:: Problem description ::
In the records below, find the line with "pub struct ConcatenatedModuleBuilder;" and the line with "compute_exports_final_name(module, &members, ctx)?;". Print both exactly, along with every line between them, and no other line.

:: Data excerpts ::
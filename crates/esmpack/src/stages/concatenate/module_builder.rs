use anyhow::Context;
use esmpack_common::{
  ConcatenatedModule, DependencyKind, ModuleGraph, ModuleIdx, ModuleTable, NormalModule,
};
use esmpack_error::ModuleBuildError;
use esmpack_utils::{indexmap::FxIndexMap, rstr::Rstr};
use futures::future::BoxFuture;
use rustc_hash::FxHashMap;

use super::renamer::Renamer;

/// What a module builder may read while the concatenated module is being built.
#[derive(Clone, Copy)]
pub struct BuildContext<'a> {
  pub module_table: &'a ModuleTable,
  pub module_graph: &'a ModuleGraph,
  /// Answer of the `exports_definitions` hook. Final export names are only computed when set.
  pub exports_definitions: bool,
}

/// Builds a freshly created concatenated module. This is the only point where concatenation
/// waits on something else.
pub trait ModuleBuilder: Send + Sync {
  fn build<'a>(
    &'a self,
    module: &'a mut ConcatenatedModule,
    ctx: BuildContext<'a>,
  ) -> BoxFuture<'a, anyhow::Result<()>>;
}

#[derive(Debug, Default, Clone, Copy)]
pub struct ConcatenatedModuleBuilder;

impl ModuleBuilder for ConcatenatedModuleBuilder {
  fn build<'a>(
    &'a self,
    module: &'a mut ConcatenatedModule,
    ctx: BuildContext<'a>,
  ) -> BoxFuture<'a, anyhow::Result<()>> {
    Box::pin(async move { build_concatenated_module(module, ctx) })
  }
}

fn build_concatenated_module(
  module: &mut ConcatenatedModule,
  ctx: BuildContext<'_>,
) -> anyhow::Result<()> {
  let members = module
    .modules
    .iter()
    .map(|idx| {
      let member = &ctx.module_table[*idx];
      member.as_normal().ok_or_else(|| {
        ModuleBuildError {
          module: Some(member.identifier().into_owned()),
          source: anyhow::anyhow!("only normal modules can be concatenated"),
        }
        .into()
      })
    })
    .collect::<anyhow::Result<Vec<&NormalModule>>>()?;

  for member in &members {
    for dependency_idx in &member.dependencies {
      let dependency = ctx.module_graph.dependency(*dependency_idx);
      let is_internal = dependency.is_harmony_import()
        && ctx.module_graph.get_module(*dependency_idx).is_some_and(|m| module.contains(m));
      // Only the root's own export clause stays part of the module's surface.
      let is_inner_export = member.idx != module.root
        && matches!(dependency.kind, DependencyKind::ExportSpecifier { .. });
      if is_internal {
        module.inlined_dependencies.insert(*dependency_idx);
      } else if !is_inner_export {
        module.dependencies.push(*dependency_idx);
      }
    }
    module.blocks.extend(member.blocks.iter().cloned());

    module.build_meta.flags |= member.build_meta.flags;
    let info = &mut module.build_info;
    info.top_level_declarations.extend(member.build_info.top_level_declarations.iter().cloned());
    info.reexported_externals.extend(member.build_info.reexported_externals.iter().cloned());
  }

  if ctx.exports_definitions {
    let final_names = compute_exports_final_name(module, &members, ctx)?;
    module.build_meta.exports_final_name = Some(final_names);
  }

  module.built = true;
  Ok(())
}

/// Maps every used export of the root to the top level name it has after the members' scopes
/// were merged.
fn compute_exports_final_name(
  module: &ConcatenatedModule,
  members: &[&NormalModule],
  ctx: BuildContext<'_>,
) -> anyhow::Result<FxIndexMap<Rstr, Rstr>> {
  let mut renamer = Renamer::new();
  let mut canonical_names = FxHashMap::<(ModuleIdx, Rstr), Rstr>::default();
  // The root's body is emitted as written, so its declarations keep their names.
  let (roots, others): (Vec<&NormalModule>, Vec<&NormalModule>) =
    members.iter().copied().partition(|member| member.idx == module.root);
  for member in roots {
    for name in &member.build_info.top_level_declarations {
      canonical_names.insert((member.idx, name.clone()), renamer.claim(name));
    }
  }
  for member in others {
    for name in &member.build_info.top_level_declarations {
      let canonical = renamer.create_conflictless_name(name);
      canonical_names.insert((member.idx, name.clone()), canonical);
    }
  }

  let root = &ctx.module_table[module.root];
  let local_of = |exported: &Rstr| {
    root.dependencies().iter().find_map(|idx| match &ctx.module_graph.dependency(*idx).kind {
      DependencyKind::ExportSpecifier { local, exported: e } if e == exported => Some(local.clone()),
      _ => None,
    })
  };

  let mut final_names = FxIndexMap::default();
  let Some(exports_info) = ctx.module_graph.exports_info(module.root) else {
    return Ok(final_names);
  };
  for export_info in exports_info.ordered_exports() {
    if export_info.provided.is_not_provided() {
      continue;
    }
    let name = export_info.name();
    let Some(used_name) = export_info.get_used_name(name, &module.runtime) else {
      continue;
    };
    if export_info.is_reexport() {
      final_names.insert(used_name.clone(), used_name);
      continue;
    }
    let local = local_of(name).unwrap_or_else(|| name.clone());
    let final_name = canonical_names.get(&(module.root, local.clone())).with_context(|| {
      format!("export {name:?} refers to {local:?}, which {} doesn't declare", root.identifier())
    })?;
    final_names.insert(used_name, final_name.clone());
  }
  Ok(final_names)
}

#[cfg(test)]
mod tests {
  use esmpack_common::{
    ConcatenatedModule, Dependency, DependencyKind, ModuleGraph, ModuleId, ModuleTable,
    NormalModule, RuntimeSpec,
  };
  use esmpack_utils::{indexmap::FxIndexSet, rstr::Rstr};
  use oxc::span::Span;

  use super::{build_concatenated_module, BuildContext};

  fn normal(table: &mut ModuleTable, id: &str, declarations: &[&str]) -> esmpack_common::ModuleIdx {
    let idx = table.next_idx();
    let mut module = NormalModule::new(idx, ModuleId::new(id), "".into());
    module.build_info.top_level_declarations = declarations.iter().map(|d| Rstr::new(d)).collect();
    table.push(module)
  }

  #[test]
  fn drops_internal_edges_and_renames_members() {
    let mut table = ModuleTable::default();
    let mut graph = ModuleGraph::default();
    let root = normal(&mut table, "./index.js", &["value"]);
    let inner = normal(&mut table, "./inner.js", &["value"]);

    let import =
      graph.add_dependency(Dependency::new("./inner.js", Span::new(0, 10), DependencyKind::Import));
    let export = graph.add_dependency(Dependency::new(
      "",
      Span::new(10, 20),
      DependencyKind::ExportSpecifier { local: "value".into(), exported: "x".into() },
    ));
    let inner_export = graph.add_dependency(Dependency::new(
      "",
      Span::new(0, 5),
      DependencyKind::ExportSpecifier { local: "value".into(), exported: "value".into() },
    ));
    table[root].dependencies_mut().extend([import, export]);
    table[inner].dependencies_mut().push(inner_export);
    graph.set_resolved_module(root, import, inner);
    graph.exports_info_mut(root).provide("x");

    let mut module = ConcatenatedModule::create(
      table.next_idx(),
      &ModuleId::new("./index.js"),
      root,
      FxIndexSet::from_iter([root, inner]),
      RuntimeSpec::default(),
    );
    let ctx = BuildContext { module_table: &table, module_graph: &graph, exports_definitions: true };
    build_concatenated_module(&mut module, ctx).unwrap();

    assert!(module.built);
    assert_eq!(module.dependencies, [export]);
    assert!(module.is_inlined(import));
    let final_names = module.build_meta.exports_final_name.unwrap();
    assert_eq!(final_names.get("x").map(Rstr::as_str), Some("value"));
    assert!(module.build_info.top_level_declarations.contains("value"));
  }

  #[test]
  fn rejects_external_members() {
    let mut table = ModuleTable::default();
    let graph = ModuleGraph::default();
    let root = normal(&mut table, "./index.js", &[]);
    let external = table.push(esmpack_common::ExternalModule::new(
      table.next_idx(),
      "ext".into(),
      "ext".into(),
      esmpack_common::ExternalType::Module,
    ));
    let mut module = ConcatenatedModule::create(
      table.next_idx(),
      &ModuleId::new("./index.js"),
      root,
      FxIndexSet::from_iter([root, external]),
      RuntimeSpec::default(),
    );
    let ctx = BuildContext { module_table: &table, module_graph: &graph, exports_definitions: false };
    let error = build_concatenated_module(&mut module, ctx).unwrap_err();
    assert!(error.downcast_ref::<esmpack_error::ModuleBuildError>().is_some());
    assert!(!module.built);
  }
}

:: Answer to the exercise ::
pub struct ConcatenatedModuleBuilder;

impl ModuleBuilder for ConcatenatedModuleBuilder {
  fn build<'a>(
    &'a self,
    module: &'a mut ConcatenatedModule,
    ctx: BuildContext<'a>,
  ) -> BoxFuture<'a, anyhow::Result<()>> {
    Box::pin(async move { build_concatenated_module(module, ctx) })
  }
}

fn build_concatenated_module(
  module: &mut ConcatenatedModule,
  ctx: BuildContext<'_>,
) -> anyhow::Result<()> {
  let members = module
    .modules
    .iter()
    .map(|idx| {
      let member = &ctx.module_table[*idx];
      member.as_normal().ok_or_else(|| {
        ModuleBuildError {
          module: Some(member.identifier().into_owned()),
          source: anyhow::anyhow!("only normal modules can be concatenated"),
        }
        .into()
      })
    })
    .collect::<anyhow::Result<Vec<&NormalModule>>>()?;

  for member in &members {
    for dependency_idx in &member.dependencies {
      let dependency = ctx.module_graph.dependency(*dependency_idx);
      let is_internal = dependency.is_harmony_import()
        && ctx.module_graph.get_module(*dependency_idx).is_some_and(|m| module.contains(m));
      // Only the root's own export clause stays part of the module's surface.
      let is_inner_export = member.idx != module.root
        && matches!(dependency.kind, DependencyKind::ExportSpecifier { .. });
      if is_internal {
        module.inlined_dependencies.insert(*dependency_idx);
      } else if !is_inner_export {
        module.dependencies.push(*dependency_idx);
      }
    }
    module.blocks.extend(member.blocks.iter().cloned());

    module.build_meta.flags |= member.build_meta.flags;
    let info = &mut module.build_info;
    info.top_level_declarations.extend(member.build_info.top_level_declarations.iter().cloned());
    info.reexported_externals.extend(member.build_info.reexported_externals.iter().cloned());
  }

  if ctx.exports_definitions {
    let final_names = compute_exports_final_name(module, &members, ctx)?;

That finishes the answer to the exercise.